What position do you hold at Samui TEFL? What has been your career path so far?
I am co-director and the course trainer at Samui TEFL.
I left the USA 20 years ago to move to Italy. I not only have a degree in psychology from the University of Wisconsin-Madison, but also a DELTA (Diploma of English Language Training to Adults) as well as a CELTYL (Certificate of English Language Training to Young Learners), so I’m qualified to teach both adults and children.
Prior to moving to Samui, Thailand, I owned a language school in Italy for nine years. My company, Language Studios, trained teachers, placing them in contracts to teach at Italy’s top fashion houses and other businesses. Language studios also ran classes for children and adults at our own school.

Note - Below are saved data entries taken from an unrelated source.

pub mod config;
pub mod db;
pub mod errors;
pub mod repository;
pub mod util;

pub use repository::*;
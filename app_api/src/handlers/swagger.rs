use crate::handlers::common_handler::*;
use crate::handlers::menu_handler::*;
use crate::handlers::seed_handler::*;
use crate::handlers::storefront_handler::*;
use crate::result::{ErrorResponse, MessageResponse, OrderLinkResponse, SeedResponse, StatusResponse};
use actix_web::{Responder, get, web};
use biz_service::dto::menu_item_dto::{CreateMenuItemDto, UpdateMenuItemDto};
use biz_service::entitys::menu_item_entity::MenuItemView;
use utoipa::OpenApi;

#[derive(OpenApi)]
#[openapi(
    paths(
        //菜单
        menu_list,
        menu_create,
        menu_get,
        menu_update,
        menu_delete,
        //管理
        seed,
        //门店
        categories,
        best_sellers,
        order_link,
        //通用
        status,
    ),
    components(schemas(
        MenuItemView,
        CreateMenuItemDto,
        UpdateMenuItemDto,
        MessageResponse,
        SeedResponse,
        ErrorResponse,
        OrderLinkResponse,
        StatusResponse,
    )),
    tags(
        (name = "Menu", description = "菜单增删改查"),
        (name = "Admin", description = "数据初始化"),
        (name = "Storefront", description = "门店页面所需数据"),
        (name = "Common", description = "通用接口"),
    )
)]
pub struct ApiDoc;

pub fn configure(cfg: &mut web::ServiceConfig) {
    cfg.service(openapi_json);
}

#[get("/openapi.json")]
pub async fn openapi_json() -> impl Responder {
    web::Json(ApiDoc::openapi())
}
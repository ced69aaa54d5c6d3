pub mod handlers;
pub mod result;

use actix_web::http::header::{ACCESS_CONTROL_ALLOW_HEADERS, ACCESS_CONTROL_ALLOW_METHODS, ACCESS_CONTROL_ALLOW_ORIGIN};
use actix_web::middleware::DefaultHeaders;

/// 所有响应（包括错误与预检）都带上宽松的跨域头
pub fn cors_headers() -> DefaultHeaders {
    DefaultHeaders::new()
        .add((ACCESS_CONTROL_ALLOW_ORIGIN, "*"))
        .add((ACCESS_CONTROL_ALLOW_METHODS, "GET, POST, PUT, DELETE, OPTIONS"))
        .add((ACCESS_CONTROL_ALLOW_HEADERS, "Content-Type"))
}
use crate::errors::{AppError, AppResult};
use crate::repository::index_trait::MongoIndexModelProvider;
use async_trait::async_trait;
use futures::stream::TryStreamExt;
use mongodb::bson::oid::ObjectId;
use mongodb::bson::{Document, doc};
use mongodb::options::ReturnDocument;
use mongodb::{Collection, Database};
use serde::{Serialize, de::DeserializeOwned};

/// 按 `_id` 存取的通用数据访问接口
#[async_trait]
pub trait Repository<T>: Send + Sync {
    async fn find_by_id(&self, id: &ObjectId) -> AppResult<Option<T>>;
    /// 等值过滤查询，空过滤返回全部，顺序由存储决定
    async fn query(&self, filter: Document) -> AppResult<Vec<T>>;
    async fn insert(&self, entity: &T) -> AppResult<ObjectId>;
    async fn insert_many(&self, entities: &[T]) -> AppResult<usize>;
    /// `$set` 指定字段并返回更新后的文档
    async fn find_one_and_set(&self, id: &ObjectId, set: Document) -> AppResult<Option<T>>;
    async fn delete_by_id(&self, id: &ObjectId) -> AppResult<u64>;
    async fn delete_all(&self) -> AppResult<u64>;
}

pub struct BaseRepository<T: Send + Sync> {
    pub collection: Collection<T>, // 线程安全的数据库连接池
}

impl<T: Send + Sync> BaseRepository<T> {
    pub fn new(db: &Database, collection_name: &str) -> Self {
        Self { collection: db.collection(collection_name) }
    }
}

impl<T: MongoIndexModelProvider + Send + Sync> BaseRepository<T> {
    pub async fn ensure_indexes(&self) -> AppResult<()> {
        let models = T::index_models();
        if models.is_empty() {
            return Ok(());
        }
        self.collection.create_indexes(models).await?;
        Ok(())
    }
}

#[async_trait]
impl<T> Repository<T> for BaseRepository<T>
where
    T: Serialize + DeserializeOwned + Unpin + Send + Sync,
{
    async fn find_by_id(&self, id: &ObjectId) -> AppResult<Option<T>> {
        let result = self.collection.find_one(doc! { "_id": *id }).await?;
        Ok(result)
    }

    async fn query(&self, filter: Document) -> AppResult<Vec<T>> {
        let cursor = self.collection.find(filter).await?;
        let result: Vec<T> = cursor.try_collect().await?;
        Ok(result)
    }

    async fn insert(&self, entity: &T) -> AppResult<ObjectId> {
        let result = self.collection.insert_one(entity).await?;
        result
            .inserted_id
            .as_object_id()
            .ok_or_else(|| AppError::Internal(format!("unexpected inserted id: {}", result.inserted_id)))
    }

    async fn insert_many(&self, entities: &[T]) -> AppResult<usize> {
        if entities.is_empty() {
            return Ok(0);
        }
        let result = self.collection.insert_many(entities).await?;
        Ok(result.inserted_ids.len())
    }

    async fn find_one_and_set(&self, id: &ObjectId, set: Document) -> AppResult<Option<T>> {
        let result = self
            .collection
            .find_one_and_update(doc! { "_id": *id }, doc! { "$set": set })
            .return_document(ReturnDocument::After)
            .await?;
        Ok(result)
    }

    async fn delete_by_id(&self, id: &ObjectId) -> AppResult<u64> {
        let result = self.collection.delete_one(doc! { "_id": *id }).await?;
        Ok(result.deleted_count)
    }

    async fn delete_all(&self) -> AppResult<u64> {
        let result = self.collection.delete_many(doc! {}).await?;
        Ok(result.deleted_count)
    }
}
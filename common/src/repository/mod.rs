pub mod index_trait;
pub mod memory_repository;
pub mod repository_util;
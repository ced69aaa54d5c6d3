pub mod biz_service;
pub mod dto;
pub mod entitys;
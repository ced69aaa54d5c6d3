use crate::result::{ErrorResponse, MessageResponse, result_msg};
use actix_web::{HttpResponse, Responder, delete, get, put, routes, web};
use biz_service::biz_service::menu_item_service::MenuItemService;
use biz_service::dto::menu_item_dto::{CreateMenuItemDto, UpdateMenuItemDto};
use biz_service::entitys::menu_item_entity::MenuItemView;
use common::errors::AppError;
use serde::Deserialize;
use utoipa::IntoParams;

pub fn configure(cfg: &mut web::ServiceConfig) {
    cfg.service(menu_list);
    cfg.service(menu_create);
    cfg.service(menu_get);
    cfg.service(menu_update);
    cfg.service(menu_delete);
}

#[derive(Debug, Deserialize, IntoParams)]
#[into_params(parameter_in = Query)]
pub struct MenuQueryDto {
    /// 按分类等值过滤（区分大小写）
    pub category: Option<String>,
}

#[utoipa::path(
    get,
    path = "/menu",
    tag = "Menu",
    params(MenuQueryDto),
    responses(
        (status = 200, description = "菜品列表", body = [MenuItemView]),
        (status = 500, description = "服务内部错误", body = ErrorResponse)
    )
)]
#[routes]
#[get("/")]
#[get("/menu")]
pub async fn menu_list(query: web::Query<MenuQueryDto>, menu_service: web::Data<MenuItemService>) -> Result<impl Responder, AppError> {
    let items = menu_service.list_all(query.category.as_deref()).await?;
    let views: Vec<MenuItemView> = items.into_iter().map(MenuItemView::from).collect();
    Ok(web::Json(views))
}

#[utoipa::path(
    post,
    path = "/menu",
    tag = "Menu",
    request_body = CreateMenuItemDto,
    responses(
        (status = 201, description = "创建成功", body = MenuItemView),
        (status = 400, description = "缺少必填字段", body = ErrorResponse),
        (status = 500, description = "服务内部错误", body = ErrorResponse)
    )
)]
#[routes]
#[post("/")]
#[post("/menu")]
pub async fn menu_create(dto: web::Json<CreateMenuItemDto>, menu_service: web::Data<MenuItemService>) -> Result<impl Responder, AppError> {
    let created = menu_service.create(dto.into_inner()).await?;
    Ok(HttpResponse::Created().json(MenuItemView::from(created)))
}

#[utoipa::path(
    get,
    path = "/menu/{id}",
    tag = "Menu",
    params(("id" = String, Path, description = "菜品 ID")),
    responses(
        (status = 200, description = "菜品详情", body = MenuItemView),
        (status = 404, description = "菜品不存在", body = ErrorResponse)
    )
)]
#[get("/menu/{id}")]
pub async fn menu_get(id: web::Path<String>, menu_service: web::Data<MenuItemService>) -> Result<impl Responder, AppError> {
    let item = menu_service.get_by_id(&id).await?;
    Ok(web::Json(MenuItemView::from(item)))
}

#[utoipa::path(
    put,
    path = "/menu/{id}",
    tag = "Menu",
    params(("id" = String, Path, description = "菜品 ID")),
    request_body = UpdateMenuItemDto,
    responses(
        (status = 200, description = "更新后的菜品", body = MenuItemView),
        (status = 400, description = "字段不合法", body = ErrorResponse),
        (status = 404, description = "菜品不存在", body = ErrorResponse)
    )
)]
#[put("/menu/{id}")]
pub async fn menu_update(
    id: web::Path<String>,
    dto: web::Json<UpdateMenuItemDto>,
    menu_service: web::Data<MenuItemService>,
) -> Result<impl Responder, AppError> {
    let item = menu_service.update(&id, dto.into_inner()).await?;
    Ok(web::Json(MenuItemView::from(item)))
}

#[utoipa::path(
    delete,
    path = "/menu/{id}",
    tag = "Menu",
    params(("id" = String, Path, description = "菜品 ID")),
    responses(
        (status = 200, description = "删除成功", body = MessageResponse),
        (status = 404, description = "菜品不存在", body = ErrorResponse)
    )
)]
#[delete("/menu/{id}")]
pub async fn menu_delete(id: web::Path<String>, menu_service: web::Data<MenuItemService>) -> Result<impl Responder, AppError> {
    menu_service.delete(&id).await?;
    Ok(web::Json(result_msg("Item deleted successfully")))
}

Did YOU teach abroad?! If so, where and what inspired you to go?
I travelled abroad, not specifically to teach English, but to do a design course in Italy as a gap semester while doing my MBA. I was approached to teach English, but I explained that I was not qualified to do so, and was told ‘it’s OK you’re a native English speaker’, so I gave it a go.
I soon realised that being a native speaker was not enough. As much as I enjoyed being in the classroom, I realised that I needed some guidance, so I decided to pursue a career in ELT and become qualified, by doing both my DELTA and CELTYL courses.
What does the future hold for Samui TEFL - any exciting new programs to share?
What makes Samui TEFL different is that we don’t want to expand to other regions – we are not a franchise, as we want to stay on top of the program that we run, and have full control. For us, it’s not about how many teachers we produce, but rather about the quality of the teachers that graduate from our course.
For this reason, we’ve forged fantastic relationships with both schools and agents who come to us first when looking for passionate and well-prepared teachers.
We have recently partnered with Bamboo Project to offer a combined TEFL/volunteer program. Many people want to take part in a volunteer-based holiday, which often involves teaching English. However, not knowing what you are doing in the classroom means you’re not particularly effective with your students and don’t enjoy the experience as much, as you may be out of your comfort zone.
Doing the TEFL course first means that you’re able to provide the most during your volunteer services. Another reason for doing the combined package would mean gaining additional valuable classroom experience (above the classroom time you have during the course) before starting your job hunting.
What about the future of the teach abroad industry? How do you think education will change over the next 10 years?
Due to business globalisation and use of the internet, there’s a growing demand in the need for proficiency in English. This is particularly true in Asia with the ASEAN community taking effect from 2015, where the language chosen for communication is English. We’re already seeing in Thailand not only a demand for more teachers, but also for better teachers with proper qualifications and good references, as English is no longer seen as a benefit, but rather a necessity.
Online courses in many fields have become more and more popular, but one area where they are becoming less accepted is in the TEFL/TESOL industry, where schools have seen the benefits of face-to-face courses with a strong practical element in a real classroom environment.
Also, more and more technology is being used in the classroom, even spreading into small countryside schools, which now have access to the internet and other resources. Technology will never replace a teacher, but a teacher without technology may be replaced.
Which teach abroad destination is most underrated? Conversely, which is most overrated?
Well, that’s a difficult question, as who is to say what makes a place good or bad? We have trainees who are eager to become part of a local community and teach in a small countryside town, and others are drawn to the city lights of Bangkok with all it has to offer. Others want to escape to the beach.
So within Thailand, you already have so many diverse options to suit whatever it is you’re looking to gain from teaching abroad, and it’s not possible to say which rates higher, as it’s a personal choice.
The same applies when comparing different countries – some pay higher salaries and others pay less, but offer a ‘better’ lifestyle – depending, of course, what it is you’re looking for. Are you looking to emerge yourself into the local culture and gain an invaluable experience, or are you looking to add a prestigious school to your CV?